In the entries below, which lines run from the one containing "and aggregate reporting" to the one containing "use crate::types::User;"? Copy exactly those lines, ends included, and no others.
====
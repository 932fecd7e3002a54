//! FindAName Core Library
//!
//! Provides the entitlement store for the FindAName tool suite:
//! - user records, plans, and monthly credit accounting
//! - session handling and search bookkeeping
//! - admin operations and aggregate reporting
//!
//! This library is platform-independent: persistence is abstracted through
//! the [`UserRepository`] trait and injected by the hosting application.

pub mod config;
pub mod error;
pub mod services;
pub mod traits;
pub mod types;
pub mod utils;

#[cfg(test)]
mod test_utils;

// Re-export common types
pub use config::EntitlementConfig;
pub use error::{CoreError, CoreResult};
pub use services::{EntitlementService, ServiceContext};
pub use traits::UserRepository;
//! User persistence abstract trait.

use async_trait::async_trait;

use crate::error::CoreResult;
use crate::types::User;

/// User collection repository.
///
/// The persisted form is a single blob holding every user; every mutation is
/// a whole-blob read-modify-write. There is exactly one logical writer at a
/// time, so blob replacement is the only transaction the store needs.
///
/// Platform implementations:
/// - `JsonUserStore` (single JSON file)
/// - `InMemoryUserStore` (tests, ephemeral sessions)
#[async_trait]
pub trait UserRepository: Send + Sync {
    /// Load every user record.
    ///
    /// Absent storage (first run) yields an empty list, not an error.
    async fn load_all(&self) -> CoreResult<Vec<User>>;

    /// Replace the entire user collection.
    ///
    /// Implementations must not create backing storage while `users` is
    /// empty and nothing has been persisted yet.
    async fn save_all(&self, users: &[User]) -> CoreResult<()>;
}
====
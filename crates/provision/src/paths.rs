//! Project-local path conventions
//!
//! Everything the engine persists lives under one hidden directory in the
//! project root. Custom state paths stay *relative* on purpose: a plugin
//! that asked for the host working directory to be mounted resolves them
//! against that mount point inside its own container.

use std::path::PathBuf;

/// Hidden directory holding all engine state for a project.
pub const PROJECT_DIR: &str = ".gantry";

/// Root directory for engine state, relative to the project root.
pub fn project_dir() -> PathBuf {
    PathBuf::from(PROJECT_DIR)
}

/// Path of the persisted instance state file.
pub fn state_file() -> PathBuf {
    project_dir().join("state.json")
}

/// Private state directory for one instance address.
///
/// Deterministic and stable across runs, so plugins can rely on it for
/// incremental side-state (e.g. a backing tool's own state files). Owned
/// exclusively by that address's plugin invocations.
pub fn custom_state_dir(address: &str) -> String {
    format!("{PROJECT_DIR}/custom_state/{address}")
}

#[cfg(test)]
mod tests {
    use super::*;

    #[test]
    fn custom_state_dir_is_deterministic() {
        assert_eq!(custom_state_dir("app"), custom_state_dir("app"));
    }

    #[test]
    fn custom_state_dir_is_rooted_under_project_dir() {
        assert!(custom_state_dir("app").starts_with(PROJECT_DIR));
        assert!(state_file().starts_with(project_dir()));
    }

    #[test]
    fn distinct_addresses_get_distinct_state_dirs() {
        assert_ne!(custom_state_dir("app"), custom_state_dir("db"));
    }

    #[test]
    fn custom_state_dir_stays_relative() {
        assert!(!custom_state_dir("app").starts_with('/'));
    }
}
====
— Exercise result —
//! - admin operations and aggregate reporting
//!
//! This library is platform-independent: persistence is abstracted through
//! the [`UserRepository`] trait and injected by the hosting application.

pub mod config;
pub mod error;
pub mod services;
pub mod traits;
pub mod types;
pub mod utils;

#[cfg(test)]
mod test_utils;

// Re-export common types
pub use config::EntitlementConfig;
pub use error::{CoreError, CoreResult};
pub use services::{EntitlementService, ServiceContext};
pub use traits::UserRepository;
//! User persistence abstract trait.

use async_trait::async_trait;

use crate::error::CoreResult;
use crate::types::User;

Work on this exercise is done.